When I heard some of the family members of the 9 dead people in Charleston, they said that they had already found forgiveness for the shooter. I was shocked! I asked myself if that really could be possible so soon and while I tend to think that anything is possible, it seemed unlikely. So why did they say that? My guess is that as faithful church goers, they have learned that it is the spiritual thing to do. I am not criticizing them but simply observing their behavior. I send blessings of love to all who are feeling pain from the shooting in Charleston!
In my book, Dancing Feather, she has a huge struggle with the anger and hatred for the "Invaders" who murdered her loved ones. Because she feels that she knows better than to harbor resentment, she has difficulty admitting her feelings to anyone. From Chapter 9......
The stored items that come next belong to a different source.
//! # Mono Control Unit
//!
//! Loads a balance configuration, builds the simulated rig, and rides it
//! for a fixed number of ticks. On hardware the same supervisor and cycle
//! runner are driven with real ports instead of [`mono_control_unit::sim`].

use std::path::PathBuf;
use std::process;
use std::sync::atomic::AtomicBool;

use clap::Parser;
use tracing::{error, info};

use mono_common::config::BalanceConfig;
use mono_control_unit::cycle::{rt_setup, CycleRunner};
use mono_control_unit::sim::SimRig;
use mono_control_unit::supervisor::Supervisor;
use mono_control_unit::tuning::Tuning;

#[derive(Debug, Parser)]
#[command(name = "mono_control_unit", about = "Self-balancing board control unit")]
struct Args {
    /// Balance configuration TOML (defaults apply when omitted).
    #[arg(long)]
    config: Option<PathBuf>,

    /// Number of loop ticks to simulate.
    #[arg(long, default_value_t = 5000)]
    ticks: u64,

    /// Run the RT setup sequence before entering the loop (needs the `rt`
    /// build feature and CAP_SYS_NICE).
    #[arg(long)]
    realtime: bool,

    /// CPU core to pin to when `--realtime` is set.
    #[arg(long, default_value_t = 0)]
    cpu: usize,

    /// SCHED_FIFO priority when `--realtime` is set.
    #[arg(long, default_value_t = 80)]
    priority: i32,
}

fn main() {
    tracing_subscriber::fmt()
        .with_target(false)
        .with_thread_ids(true)
        .init();

    let args = Args::parse();

    let config = match &args.config {
        Some(path) => match BalanceConfig::load(path) {
            Ok(config) => {
                info!(path = %path.display(), "configuration loaded");
                config
            }
            Err(e) => {
                error!("FATAL: {e}");
                process::exit(1);
            }
        },
        None => BalanceConfig::default(),
    };

    if args.realtime {
        if let Err(e) = rt_setup(args.cpu, args.priority) {
            error!("FATAL: {e}");
            process::exit(1);
        }
    }

    let mut rig = SimRig::ready();
    rig.auto_physics = true;
    rig.imu.pitch_deg = 2.0;

    let tuning = Tuning::derive(config, &rig.motor.config);
    info!(
        hertz = tuning.cfg.hertz,
        soft_start = tuning.use_soft_start,
        reverse_stop = tuning.use_reverse_stop,
        "tuning derived"
    );

    let mut supervisor = Supervisor::new(tuning.clone());
    let mut runner = CycleRunner::new(&tuning);
    let shutdown = AtomicBool::new(false);

    let stats = runner.run(&mut supervisor, &mut rig, &shutdown, Some(args.ticks));

    let snap = supervisor.snapshot();
    info!(
        phase = snap.phase,
        pitch = format!("{:.2}", snap.pitch),
        setpoint = format!("{:.2}", snap.setpoint),
        output = format!("{:.2}", snap.pid_output),
        erpm = format!("{:.0}", snap.erpm),
        "final state"
    );
    info!(
        ticks = stats.tick_count,
        avg_ns = stats.avg_tick_ns(),
        max_ns = stats.max_tick_ns,
        overruns = stats.overruns,
        "timing"
    );
}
~I thought of Grandmother, always teaching self-control and restraint. She taught me repeatedly that it wasted energy to display such anger, that it was disrespectful to yourself and others. I pictured the Invaders in my mind, clenching my fists and my teeth, I hated them with all of my body. Rolling onto my back now, I looked up to the blue morning sky wondering how my uncle was doing. I felt so badly that I didn’t want to face anyone yet. More tears streamed from my eyes down my cheeks, pooling in the cups of my cold ears eventually overflowing down my neck and onto my black hair. Maybe I could melt into the ground becoming one with the dirt and stones by just closing my eyes and relaxing, making all of this pain and horror disappear with me.~
So I thought about forgiveness in my own life. It took me a long time to forgive my parents for the things that happened to me when I was young. I read self-help books, went to therapy, and did group processing. So now, as I say proudly that I have absolutely forgiven my parents, I ask myself how I did it. One huge realization that I had with regard to my parents was that they were now nothing like the parents from the past. Those past parents no longer exist. The other huge realization was after hearing some wise words from a great man, Matt Kahn. To paraphrase him, forgiveness is the natural by-product of shifting the habit of becoming upset when life doesn't unfold my way and the idea that I will be happy when things do go my way. So forgiveness just happens with the absolute acceptance of divine will and everything is the divine will.